The custom action I used was starting the service with sc. Everything works fine when running the installer as an administrator, but running as a regular user doesn't work. The installer will elevate privileges for the actual install phase, but will drop them after finalizing the installation, and starting the service with sc as a non-privileged user will fail. Setting the custom action to be deferred and no-impersonate to get admin privileges won't work either after InstallFinalize [2].

As a final kludge, I tried to add <Condition>Privileged</Condition> to the WiX file to tell the user that the installer needs to be run as Administrator, but I couldn't get that to work either. The Privileged value gets set to 1 during the installation, maybe when the main install sequence is given higher privileges.

So has anyone else ran into the combination of Vista, non-Administrator user, installer needs to start a service and service needs stuff that goes into GAC during installation to run? Is there any kind of working general approach to this?

[1] http://www.mail-archive.com/[email protected]/msg09162.html

[2] http://www.mail-archive.com/[email protected]/msg15381.html

+1  A: 

This is one of those times when the easiest solution is just to schedule a reboot.

sascha
A: 

Here are a few possibilities :

  • If possible, do not install prerequisite assemblies in the GAC. This will allow your service to be started normally (ie between InstallInitialize and InstallFinalize).

  • Create a bootstrapper (a small app that launches prerequisite MSIs in a certain order). Place the prerequisite assemblies (those that go in the GAC) into their own MSI, and get the bootstrapper to install them before it installs your service.
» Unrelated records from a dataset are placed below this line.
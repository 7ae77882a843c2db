//! Deferred reminder job queue.
//!
//! Jobs move `pending → running → done`, or `pending → cancelled`. Claiming
//! is a conditional update, so two workers sharing the database never run
//! the same job.

use super::{format_ts, parse_ts, Store};
use async_trait::async_trait;
use chrono::{DateTime, Utc};
use deadliner_core::{
    error::DeadlinerError,
    job::{CancelOutcome, DueJob, JobRecord, JobStatus},
    traits::JobQueue,
};
use tracing::{debug, info};
use uuid::Uuid;

#[async_trait]
impl JobQueue for Store {
    async fn schedule(
        &self,
        task_id: &str,
        run_at: DateTime<Utc>,
    ) -> Result<String, DeadlinerError> {
        let id = Uuid::new_v4().to_string();
        sqlx::query(
            "INSERT INTO reminder_jobs (id, task_id, run_at, status) VALUES (?, ?, ?, 'pending')",
        )
        .bind(&id)
        .bind(task_id)
        .bind(format_ts(run_at))
        .execute(&self.pool)
        .await
        .map_err(|e| DeadlinerError::Queue(format!("schedule job failed: {e}")))?;

        debug!("queue: scheduled job {id} for task {task_id} at {run_at}");
        Ok(id)
    }

    async fn cancel(&self, job_id: &str) -> Result<CancelOutcome, DeadlinerError> {
        let result = sqlx::query(
            "UPDATE reminder_jobs SET status = 'cancelled', finished_at = datetime('now') \
             WHERE id = ? AND status = 'pending'",
        )
        .bind(job_id)
        .execute(&self.pool)
        .await
        .map_err(|e| DeadlinerError::Queue(format!("cancel job failed: {e}")))?;

        if result.rows_affected() > 0 {
            Ok(CancelOutcome::Cancelled)
        } else {
            Ok(CancelOutcome::NothingToCancel)
        }
    }
}

impl Store {
    /// Claim up to `limit` pending jobs whose time has come, oldest first.
    pub async fn claim_due_jobs(
        &self,
        now: DateTime<Utc>,
        limit: u32,
    ) -> Result<Vec<DueJob>, DeadlinerError> {
        let candidates: Vec<(String, String, String)> = sqlx::query_as(
            "SELECT id, task_id, run_at FROM reminder_jobs \
             WHERE status = 'pending' AND run_at <= ? \
             ORDER BY run_at ASC LIMIT ?",
        )
        .bind(format_ts(now))
        .bind(i64::from(limit))
        .fetch_all(&self.pool)
        .await
        .map_err(|e| DeadlinerError::Queue(format!("find due jobs failed: {e}")))?;

        let mut claimed = Vec::with_capacity(candidates.len());
        for (id, task_id, run_at) in candidates {
            let result = sqlx::query(
                "UPDATE reminder_jobs SET status = 'running' WHERE id = ? AND status = 'pending'",
            )
            .bind(&id)
            .execute(&self.pool)
            .await
            .map_err(|e| DeadlinerError::Queue(format!("claim job failed: {e}")))?;

            // Lost the race to a cancel or another worker.
            if result.rows_affected() == 0 {
                continue;
            }
            claimed.push(DueJob {
                id,
                task_id,
                run_at: parse_ts(&run_at)?,
            });
        }
        Ok(claimed)
    }

    /// Mark a claimed job as done, recording the dispatch outcome.
    pub async fn finish_job(&self, job_id: &str, outcome: &str) -> Result<(), DeadlinerError> {
        sqlx::query(
            "UPDATE reminder_jobs SET status = 'done', outcome = ?, finished_at = datetime('now') \
             WHERE id = ?",
        )
        .bind(outcome)
        .bind(job_id)
        .execute(&self.pool)
        .await
        .map_err(|e| DeadlinerError::Queue(format!("finish job failed: {e}")))?;
        Ok(())
    }

    /// Return jobs left `running` by a worker that died mid-dispatch to the
    /// pending state. Returns how many were re-queued.
    pub async fn requeue_interrupted_jobs(&self) -> Result<u64, DeadlinerError> {
        let result =
            sqlx::query("UPDATE reminder_jobs SET status = 'pending' WHERE status = 'running'")
                .execute(&self.pool)
                .await
                .map_err(|e| DeadlinerError::Queue(format!("requeue jobs failed: {e}")))?;

        let count = result.rows_affected();
        if count > 0 {
            info!("queue: re-queued {count} interrupted job(s)");
        }
        Ok(count)
    }

    /// Delete `done` and `cancelled` jobs that finished before `cutoff`.
    /// Pending and running jobs are never touched. Returns how many rows
    /// were removed.
    pub async fn purge_finished_jobs(
        &self,
        cutoff: DateTime<Utc>,
    ) -> Result<u64, DeadlinerError> {
        let result = sqlx::query(
            "DELETE FROM reminder_jobs \
             WHERE status IN ('done', 'cancelled') AND finished_at < ?",
        )
        .bind(format_ts(cutoff))
        .execute(&self.pool)
        .await
        .map_err(|e| DeadlinerError::Queue(format!("purge jobs failed: {e}")))?;

        let count = result.rows_affected();
        if count > 0 {
            debug!("queue: purged {count} finished job(s)");
        }
        Ok(count)
    }

    /// Fetch one job record.
    pub async fn job(&self, job_id: &str) -> Result<Option<JobRecord>, DeadlinerError> {
        let row: Option<(String, String, String, String, Option<String>)> = sqlx::query_as(
            "SELECT id, task_id, run_at, status, outcome FROM reminder_jobs WHERE id = ?",
        )
        .bind(job_id)
        .fetch_optional(&self.pool)
        .await
        .map_err(|e| DeadlinerError::Queue(format!("get job failed: {e}")))?;

        let Some((id, task_id, run_at, status, outcome)) = row else {
            return Ok(None);
        };
        let status = JobStatus::parse(&status)
            .ok_or_else(|| DeadlinerError::Queue(format!("job {id} has unknown status {status}")))?;

        Ok(Some(JobRecord {
            id,
            task_id,
            run_at: parse_ts(&run_at)?,
            status,
            outcome,
        }))
    }

    /// Number of jobs waiting to run.
    pub async fn count_pending_jobs(&self) -> Result<i64, DeadlinerError> {
        let (count,): (i64,) =
            sqlx::query_as("SELECT COUNT(*) FROM reminder_jobs WHERE status = 'pending'")
                .fetch_one(&self.pool)
                .await
                .map_err(|e| DeadlinerError::Queue(format!("count jobs failed: {e}")))?;
        Ok(count)
    }
}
  • Create a launcher (an even smaller app that just launches your MSI). Give it a manifest that will make it run elevated. That way, the entire MSI is elevated, not just the part that's between InstallInitialize and InstallFinalize. You should be able to invoke sc succesfully.

Paul Lalonde
A: 

I agree with @sascha. Rebooting is not just the easiest but cleanest in this case. All of the other proposed solutions are going to set you up for a much higher failure rate in the future. IMHO, the Windows Installer design w.r.t. the GAC is busted. The reboot is recognition of that.